# Le "petit bonheur" de sonnyboy. Bonus : "Qui a osé ???"



## sonnyboy (27 Décembre 2005)

valoriel a dit:
			
		

> de la neige sur Paris
> 
> c'est joli, surtout quand les nuages disparaissent et que le soleil
> nous éclaire de sa douce lumière...



Et mon pied au cul ?

Tu le veux ?

Va bosser feignasse !


----------



## Malow (27 Décembre 2005)

sonnyboy a dit:
			
		

> Et mon pied au cul ?
> 
> Tu le veux ?
> 
> Va bosser feignasse !




moi non plus j'aime pas la neige


----------



## sonnyboy (27 Décembre 2005)

Et ça tu aimes ? 

Zip...

(fig 1)


----------



## Pierrou (27 Décembre 2005)

A mon avis, Sonny est juste jaloux, parce qu'il adore enfouir son sexe dans la neige pendant des heures jusqu'à ce qu'il sente plus rien et que ça soit deviendu bleu...


----------



## Malow (27 Décembre 2005)

sonnyboy a dit:
			
		

> Et ça tu aimes ?
> 
> Zip...
> 
> (fig 1)



quoi zip ? "grillez le boeuf mais pas vous"!....


----------



## Anonyme (27 Décembre 2005)

Pierrou a dit:
			
		

> A mon avis, Sonny est juste jaloux, parce qu'il adore enfouir son sexe dans la neige pendant des heures jusqu'à ce qu'il sente plus rien et que ça soit deviendu bleu...

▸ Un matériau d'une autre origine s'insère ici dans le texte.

/// Outcome of pushing to one fan-out target
#[derive(Clone, Debug, Serialize, Deserialize, ToSchema)]
#[serde(rename_all = "camelCase")]
pub struct TargetOutcome {
    /// Target control host
    pub host: String,
    /// Target control port
    pub ctrl_port: u16,
    /// Whether the source reported success
    pub ok: bool,
    /// Source's response body on success
    #[serde(default, skip_serializing_if = "Option::is_none")]
    #[schema(value_type = Option<Object>)]
    pub detail: Option<serde_json::Value>,
    /// Status code or "no response" on failure
    #[serde(default, skip_serializing_if = "Option::is_none")]
    pub error: Option<String>,
}

/// Response of `POST /api/send-all`
///
/// Partial failure is only visible per target; there is no top-level flag.
#[derive(Clone, Debug, Serialize, Deserialize, ToSchema)]
#[serde(rename_all = "camelCase")]
pub struct FanoutReport {
    /// Source control host
    pub source_host: String,
    /// One entry per attempted target, in registry order
    pub targets: Vec<TargetOutcome>,
}

/// Event emitted by a node
#[derive(Clone, Debug, Serialize, Deserialize, ToSchema)]
#[serde(tag = "type", rename_all = "snake_case")]
pub enum Event {
    /// A node registered (or re-registered) with this master
    NodeRegistered {
        /// Control host
        host: String,
        /// Control port
        ctrl_port: u16,
        /// Display name
        name: String,
    },

    /// A transfer started on this source node
    TransferStarted {
        /// Input path
        path: PathBuf,
        /// Target control host
        target_host: String,
        /// Target control port
        target_ctrl_port: u16,
        /// Data-plane port
        data_port: u16,
    },

    /// A transfer finished on this source node
    TransferFinished {
        /// Input path
        path: PathBuf,
        /// Target control host
        target_host: String,
        /// Target control port
        target_ctrl_port: u16,
        /// Whether the target reported success
        ok: bool,
    },

    /// Bytes received while pulling from a data listener
    DownloadProgress {
        /// Data-plane URL
        url: String,
        /// Bytes written so far
        downloaded: u64,
        /// Total size from Content-Length
        total: u64,
    },

    /// A pull finished and the file is on disk
    DownloadComplete {
        /// Data-plane URL
        url: String,
        /// Saved path
        saved: PathBuf,
    },

    /// Auto-extraction failed after a successful download
    ExtractFailed {
        /// Downloaded archive
        path: PathBuf,
        /// Error message
        error: String,
    },
}

#[allow(clippy::unwrap_used, clippy::expect_used)]
#[cfg(test)]
mod tests {
    use super::*;

    #[test]
    fn directory_with_no_pack_mode_is_tarred() {
        assert_eq!(PackMode::None.effective(true), PackMode::Tar);
        assert_eq!(PackMode::None.effective(false), PackMode::None);
        assert_eq!(PackMode::TarGz.effective(true), PackMode::TarGz);
        assert_eq!(PackMode::None.extension(true), Some(".tar"));
    }

    #[test]
    fn extensions_follow_mode_and_input_kind() {
        assert_eq!(PackMode::None.extension(false), None);
        assert_eq!(PackMode::Tar.extension(false), Some(".tar"));
        assert_eq!(PackMode::Gz.extension(false), Some(".gz"));
        assert_eq!(PackMode::Gz.extension(true), Some(".tar.gz"));
        assert_eq!(PackMode::TarGz.extension(false), Some(".tar.gz"));
        assert_eq!(PackMode::TarGz.extension(true), Some(".tar.gz"));
    }

    #[test]
    fn unknown_pack_mode_strings_read_as_none() {
        let mode: PackMode = serde_json::from_str("\"zip\"").unwrap();
        assert_eq!(mode, PackMode::None);
        let mode: PackMode = serde_json::from_str("\"targz\"").unwrap();
        assert_eq!(mode, PackMode::TarGz);
        assert_eq!(serde_json::to_string(&PackMode::TarGz).unwrap(), "\"targz\"");
    }

    #[test]
    fn send_file_request_applies_defaults() {
        let req: SendFileRequest = serde_json::from_value(serde_json::json!({
            "filePath": "/data/x.txt",
            "sourceHost": "10.0.0.1",
            "targetHost": "10.0.0.2"
        }))
        .unwrap();

        let transfer = req.into_transfer(7000, 9000).unwrap();
        assert_eq!(transfer.data_port, 9000);
        assert_eq!(transfer.target_ctrl_port, 7000);
        assert_eq!(transfer.pack_mode, PackMode::None);
        assert_eq!(transfer.target_save, "");
        assert!(!transfer.auto_extract);
        assert!(!transfer.progress);
    }

    #[test]
    fn send_file_request_requires_path_and_hosts() {
        let req = SendFileRequest {
            file_path: Some("/data/x.txt".into()),
            source_host: Some(String::new()),
            target_host: Some("10.0.0.2".into()),
            ..Default::default()
        };
        let err = req.into_transfer(7000, 9000).unwrap_err();
        assert_eq!(err.to_string(), "filePath, sourceHost, targetHost required");
    }

    #[test]
    fn transfer_request_round_trips_into_wire_body() {
        let transfer = TransferRequest {
            file_path: PathBuf::from("/data/x.txt"),
            data_port: 9100,
            source_host: "10.0.0.1".into(),
            target_host: "10.0.0.3".into(),
            target_ctrl_port: 7001,
            target_save: "/srv/in".into(),
            pack_mode: PackMode::TarGz,
            auto_extract: true,
            progress: true,
        };
        let body = serde_json::to_value(SendFileRequest::from(&transfer)).unwrap();
        assert_eq!(body["filePath"], "/data/x.txt");
        assert_eq!(body["dataPort"], 9100);
        assert_eq!(body["targetCtrlPort"], 7001);
        assert_eq!(body["packMode"], "targz");
        assert_eq!(body["autoExtract"], true);
    }

    #[test]
    fn send_all_request_requires_source() {
        let err = SendAllRequest {
            source_host: Some("10.0.0.1".into()),
            ..Default::default()
        }
        .into_fanout(7000, 9000)
        .unwrap_err();
        assert_eq!(err.to_string(), "sourceHost, sourceFile required");

        let fanout = SendAllRequest {
            source_host: Some("10.0.0.1".into()),
            source_file: Some("/data/x.txt".into()),
            ..Default::default()
        }
        .into_fanout(7000, 9000)
        .unwrap();
        assert_eq!(fanout.source_ctrl_port, 7000);
        assert_eq!(fanout.send_port, 9000);
    }

    #[test]
    fn node_record_serializes_camel_case() {
        let record = NodeRecord {
            host: "10.0.0.2".into(),
            ctrl_port: 7000,
            name: "worker-a".into(),
            last_seen: Utc::now(),
        };
        let json = serde_json::to_value(&record).unwrap();
        assert_eq!(json["ctrlPort"], 7000);
        assert!(json.get("lastSeen").is_some());
        assert!(record.is("10.0.0.2", 7000));
        assert!(!record.is("10.0.0.2", 7001));
    }

    #[test]
    fn fanout_outcome_omits_absent_fields() {
        let outcome = TargetOutcome {
            host: "10.0.0.2".into(),
            ctrl_port: 7000,
            ok: false,
            detail: None,
            error: Some("no response".into()),
        };
        let json = serde_json::to_value(&outcome).unwrap();
        assert_eq!(json["error"], "no response");
        assert!(json.get("detail").is_none());
    }
}
//! Transfer handlers: push, pull and fan-out.

use super::parse_json;
use crate::api::AppState;
use crate::error::{ApiError, Error, Result, ToHttpStatus};
use crate::types::{
    DownloadFileRequest, DownloadFileResponse, FanoutReport, SendAllRequest, SendFileRequest,
};
use axum::{
    Json,
    body::Bytes,
    extract::State,
    http::StatusCode,
    response::{IntoResponse, Response},
};

/// POST /api/send-file - Push a local file or directory to a target node
///
/// Blocks until the target has pulled (and, if asked, extracted) the file.
#[utoipa::path(
    post,
    path = "/api/send-file",
    tag = "transfer",
    request_body = SendFileRequest,
    responses(
        (status = 200, description = "Target reported success", body = crate::types::SendFileResponse),
        (status = 400, description = "Invalid JSON, missing fields, missing path, or archive failure", body = ApiError),
        (status = 500, description = "Target download failed", body = ApiError)
    )
)]
pub async fn send_file(State(state): State<AppState>, body: Bytes) -> Response {
    let request: SendFileRequest = match parse_json(&body) {
        Ok(request) => request,
        Err(e) => return e.into_response(),
    };

    match state.node.send_file(request).await {
        Ok(response) => Json(response).into_response(),
        Err(e @ (Error::RemoteUnreachable { .. } | Error::DownloadFailed { .. })) => {
            target_download_failed(e)
        }
        Err(e) => e.into_response(),
    }
}

fn target_download_failed(error: Error) -> Response {
    tracing::warn!(error = %error, "target download failed");
    let body = ApiError {
        error: "target download failed".to_string(),
        code: Some(error.error_code().to_string()),
        details: Some(serde_json::json!({ "reason": error.to_string() })),
    };
    (StatusCode::INTERNAL_SERVER_ERROR, Json(body)).into_response()
}

/// POST /api/download-file - Pull a file from a data listener
#[utoipa::path(
    post,
    path = "/api/download-file",
    tag = "transfer",
    request_body = DownloadFileRequest,
    responses(
        (status = 200, description = "File saved", body = DownloadFileResponse),
        (status = 400, description = "Invalid JSON, missing fields, or unsupported URL", body = ApiError),
        (status = 500, description = "Download failed or destination not writable", body = ApiError)
    )
)]
pub async fn download_file(
    State(state): State<AppState>,
    body: Bytes,
) -> Result<Json<DownloadFileResponse>> {
    let request: DownloadFileRequest = parse_json(&body)?;
    Ok(Json(state.node.download_file(request).await?))
}

/// POST /api/send-all - Fan a file out from a source to every other node (master only)
///
/// Per-target failures are reported inside the body; the response itself is 200.
#[utoipa::path(
    post,
    path = "/api/send-all",
    tag = "nodes",
    request_body = SendAllRequest,
    responses(
        (status = 200, description = "Every target was attempted", body = FanoutReport),
        (status = 400, description = "Invalid JSON or missing sourceHost/sourceFile", body = ApiError)
    )
)]
pub async fn send_all(
    State(state): State<AppState>,
    body: Bytes,
) -> Result<Json<FanoutReport>> {
    let request: SendAllRequest = parse_json(&body)?;
    Ok(Json(state.node.send_all(request).await?))
}
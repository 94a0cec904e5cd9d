//! Ephemeral data-plane listener
//!
//! Serves exactly one artifact at `GET /download` for the lifetime of one
//! transfer. The file is opened per request and streamed in chunks, so any
//! number of range reads can be served without loading it into memory.

use crate::error::{Error, Result};
use crate::types::TransferArtifact;
use axum::{
    Router,
    body::Body,
    extract::State,
    http::{HeaderMap, StatusCode, header},
    response::{IntoResponse, Response},
    routing::get,
};
use std::io::SeekFrom;
use std::net::SocketAddr;
use std::path::PathBuf;
use std::sync::Arc;
use std::time::Duration;
use tokio::io::{AsyncReadExt, AsyncSeekExt};
use tokio::net::TcpListener;
use tokio::task::JoinHandle;
use tokio_util::io::ReaderStream;
use tokio_util::sync::CancellationToken;

/// How long a stopping listener may wait for open connections to drain
const SHUTDOWN_GRACE: Duration = Duration::from_secs(5);

/// The single file a data listener exposes
#[derive(Debug)]
struct ServedFile {
    path: PathBuf,
    logical_name: String,
}

/// A running data listener
///
/// Stop it with [`DataServer::shutdown`], which waits for the serving task
/// to finish. Dropping the value without calling it still signals the task
/// to stop.
pub struct DataServer {
    addr: SocketAddr,
    token: CancellationToken,
    handle: Option<JoinHandle<()>>,
}

impl DataServer {
    /// Bind `0.0.0.0:port` and start serving `artifact`
    ///
    /// Port 0 picks a free port; see [`DataServer::local_addr`].
    pub async fn start(port: u16, artifact: &TransferArtifact) -> Result<Self> {
        let listener = TcpListener::bind(("0.0.0.0", port))
            .await
            .map_err(|e| Error::ApiServerError(format!("cannot bind data port {}: {}", port, e)))?;
        let addr = listener.local_addr()?;

        let served = Arc::new(ServedFile {
            path: artifact.path.clone(),
            logical_name: artifact.logical_name.clone(),
        });
        let app = Router::new()
            .route("/download", get(serve_download))
            .with_state(served);

        let token = CancellationToken::new();
        let stop = token.clone();
        let handle = tokio::spawn(async move {
            if let Err(e) = axum::serve(listener, app)
                .with_graceful_shutdown(stop.cancelled_owned())
                .await
            {
                tracing::error!(error = %e, "data listener failed");
            }
        });

        tracing::info!(
            data_port = addr.port(),
            path = ?artifact.path,
            name = %artifact.logical_name,
            "data listener started"
        );

        Ok(Self {
            addr,
            token,
            handle: Some(handle),
        })
    }

    /// Address the listener is bound to
    pub fn local_addr(&self) -> SocketAddr {
        self.addr
    }

    /// Stop accepting connections and wait for the serving task to end
    pub async fn shutdown(mut self) {
        self.token.cancel();
        if let Some(mut handle) = self.handle.take() {
            match tokio::time::timeout(SHUTDOWN_GRACE, &mut handle).await {
                Ok(Ok(())) => {}
                Ok(Err(e)) => tracing::error!(error = %e, "data listener task panicked"),
                Err(_) => {
                    tracing::warn!(
                        data_port = self.addr.port(),
                        "data listener did not drain in time, aborting"
                    );
                    handle.abort();
                    let _ = handle.await;
                }
            }
        }
        tracing::info!(data_port = self.addr.port(), "data listener stopped");
    }
}

impl Drop for DataServer {
    fn drop(&mut self) {
        self.token.cancel();
    }
}

/// Outcome of interpreting a `Range` header against a file length
#[derive(Clone, Copy, Debug, PartialEq, Eq)]
enum RangeRequest {
    /// No usable range; serve the whole file
    Full,
    /// Inclusive byte range
    Partial { start: u64, end: u64 },
    /// Syntactically valid but outside the file
    Unsatisfiable,
}

/// Interpret a single `bytes=` range
///
/// Multi-range and malformed headers are ignored and the whole file is served.
fn parse_range(header: &str, len: u64) -> RangeRequest {
    let Some(spec) = header.trim().strip_prefix("bytes=") else {
        return RangeRequest::Full;
    };
    if spec.contains(',') {
        return RangeRequest::Full;
    }
    let Some((first, last)) = spec.split_once('-') else {
        return RangeRequest::Full;
    };
    let (first, last) = (first.trim(), last.trim());

    match (first.is_empty(), last.is_empty()) {
        // bytes=-n: the last n bytes
        (true, false) => match last.parse::<u64>() {
            Ok(0) => RangeRequest::Unsatisfiable,
            Ok(_) if len == 0 => RangeRequest::Unsatisfiable,
            Ok(n) => RangeRequest::Partial {
                start: len.saturating_sub(n),
                end: len - 1,
            },
            Err(_) => RangeRequest::Full,
        },
        // bytes=a-
        (false, true) => match first.parse::<u64>() {
            Ok(start) if start < len => RangeRequest::Partial {
                start,
                end: len - 1,
            },
            Ok(_) => RangeRequest::Unsatisfiable,
            Err(_) => RangeRequest::Full,
        },
        // bytes=a-b
        (false, false) => match (first.parse::<u64>(), last.parse::<u64>()) {
            (Ok(start), Ok(end)) if start > end => RangeRequest::Full,
            (Ok(start), Ok(_)) if start >= len => RangeRequest::Unsatisfiable,
            (Ok(start), Ok(end)) => RangeRequest::Partial {
                start,
                end: end.min(len - 1),
            },
            _ => RangeRequest::Full,
        },
        (true, true) => RangeRequest::Full,
    }
}

fn content_disposition(name: &str) -> String {
    format!(
        "attachment; filename=\"{}\"",
        name.replace('\\', "\\\\").replace('"', "\\\"")
    )
}

async fn serve_download(State(served): State<Arc<ServedFile>>, headers: HeaderMap) -> Response {
    let mut file = match tokio::fs::File::open(&served.path).await {
        Ok(file) => file,
        Err(e) => {
            tracing::error!(path = ?served.path, error = %e, "artifact vanished before download");
            return StatusCode::NOT_FOUND.into_response();
        }
    };
    let len = match file.metadata().await {
        Ok(metadata) => metadata.len(),
        Err(e) => {
            tracing::error!(path = ?served.path, error = %e, "cannot stat artifact");
            return StatusCode::INTERNAL_SERVER_ERROR.into_response();
        }
    };

    let range = headers
        .get(header::RANGE)
        .and_then(|v| v.to_str().ok())
        .map_or(RangeRequest::Full, |raw| parse_range(raw, len));

    let common = [
        (header::CONTENT_TYPE, "application/octet-stream".to_string()),
        (
            header::CONTENT_DISPOSITION,
            content_disposition(&served.logical_name),
        ),
        (header::ACCEPT_RANGES, "bytes".to_string()),
    ];

    match range {
        RangeRequest::Full => {
            tracing::debug!(bytes = len, "serving artifact");
            (
                StatusCode::OK,
                common,
                [(header::CONTENT_LENGTH, len.to_string())],
                Body::from_stream(ReaderStream::new(file)),
            )
                .into_response()
        }
        RangeRequest::Partial { start, end } => {
            if let Err(e) = file.seek(SeekFrom::Start(start)).await {
                tracing::error!(path = ?served.path, error = %e, "seek failed");
                return StatusCode::INTERNAL_SERVER_ERROR.into_response();
            }
            let count = end - start + 1;
            tracing::debug!(start, end, "serving artifact range");
            (
                StatusCode::PARTIAL_CONTENT,
                common,
                [
                    (header::CONTENT_LENGTH, count.to_string()),
                    (
                        header::CONTENT_RANGE,
                        format!("bytes {}-{}/{}", start, end, len),
                    ),
                ],
                Body::from_stream(ReaderStream::new(file.take(count))),
            )
                .into_response()
        }
        RangeRequest::Unsatisfiable => (
            StatusCode::RANGE_NOT_SATISFIABLE,
            [(header::CONTENT_RANGE, format!("bytes */{}", len))],
        )
            .into_response(),
    }
}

Ah bon, les 1 ou 2 cm qui tombent en PACA suffisent ?


----------



## sonnyboy (28 Décembre 2005)

iPantoufle a dit:
			
		

> Ah bon, les 1 ou 2 cm qui tombent en PACA suffisent ?



Largement.


----------



## supermoquette (28 Décembre 2005)

paf un bout de galileo qui est tombé dans ma rue


----------



## sonnyboy (28 Décembre 2005)

Arrête avec Galileo !!! 

Pas de raison qu'ils tombent c'est PAS moi qui les fait !


----------



## La mouette (28 Décembre 2005)

Pierrou a dit:
			
		

> A mon avis, Sonny est juste jaloux, parce qu'il adore enfouir son sexe dans la neige pendant des heures jusqu'à ce qu'il sente plus rien et que ça soit deviendu bleu...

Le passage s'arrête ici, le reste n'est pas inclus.